There was an outcry following reports on Sunday that the family reunification program had only granted “about 50” visas, out of more than 10,000 applications.
Priti Patel, the Home Secretary, told the House of Commons on Monday the figure was incorrect. The Home Office on Monday evening tweeted that it had so far issued 300 visas and confirmed 340 others. A total of 8,900 applications had been submitted, he said.
Unlike the UK, all EU countries have dropped their usual requirements for Ukrainians to apply for a visa before traveling and offer them a three-year leave to stay.
Yvette Cooper, Britain’s Home Secretary, called the situation “a total disgrace”. “Desperate Ukrainian families are turned away and let down in their time of need,” she said. wrote on Twitter. “The home office needs to master this quickly.”
She also criticized the government over the plight of Ukrainians arriving in Calais en route to the UK, pointing out that a Ukrainian family stranded at the French port were told that the first available appointment to apply for a visa was in Paris on March 15.
“I have to ask the Home Secretary, ‘What’s going on?'” Cooper said.
Patel told deputies his department planned to set up a visa processing center nearby.

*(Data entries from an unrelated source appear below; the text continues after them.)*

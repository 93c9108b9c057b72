//! Hedge Analytics
//!
//! On-demand read views over positions, prices and forward contracts.

pub mod views;

pub use views::{
    AccountValuation, CurrencyExposure, FundRollup, HedgeAnalytics, HedgeCoverage,
    MaturityBucket, PnlRow, ValuationRow,
};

The Interior Ministry then insisted that there were 400 free appointments in Paris this week, including 100 reserved for Ukrainians.
Steve Valdez-Symonds, director of refugee and migrant rights at human rights group Amnesty International UK, called the Home Office’s approach ‘too slow and too bureaucratic’ .
“Instead of persisting with its insistence on visas or sponsorship programs for traumatized Ukrainians fleeing an active war zone, the UK should put in place fast-track arrangements for refugees,” he said. .
Former Health Secretary Jeremy Hunt on Monday added his voice to those calling on the government to make it easier for Ukrainians trying to escape the fighting to come to the UK.
In one Tweeter which included a copy of a letter to Boris Johnson signed by 37 moderate Tory MPs, he said: ‘We need to do more to support Ukrainian refugees. . . 1.7 million people have now fled and no one can argue they don’t have good reason.
The government has said it is reviewing its position.
“The routes we have put in place follow extensive engagement with Ukrainian partners,” a spokesperson said. “This is a complex and rapidly changing picture and as the situation evolves we will continue to constantly monitor our support.”
However, Gurpreet Johal, a Glasgow-based immigration lawyer working on applications to help Ukrainians join relatives in the UK, said it was unclear how the system for admitting family members of Ukrainians was supposed to work.
“There is no clarity [about the rules]”, Johal said. “It’s never clear. There’s a lot of red tape.”
He said it was impractical for people fleeing a war zone to require applicants to upload official documents to Home Office websites, with official English translations.
John Vassiliou, a lawyer working for the voluntary Ukraine Advice Project of immigration lawyers, also criticized the bureaucracy associated with the UK’s insistence on Ukrainian refugees getting visas.
‘The problem is that applicants have to fill out forms online, biometrics have to be registered and a decision has to be awaited and received before travelling,’ he said. “The EU does not ask for any of this in advance.”
Patel insisted it is vital the UK maintains its visa regime to ensure refugees coming to the UK are subject to proper security checks.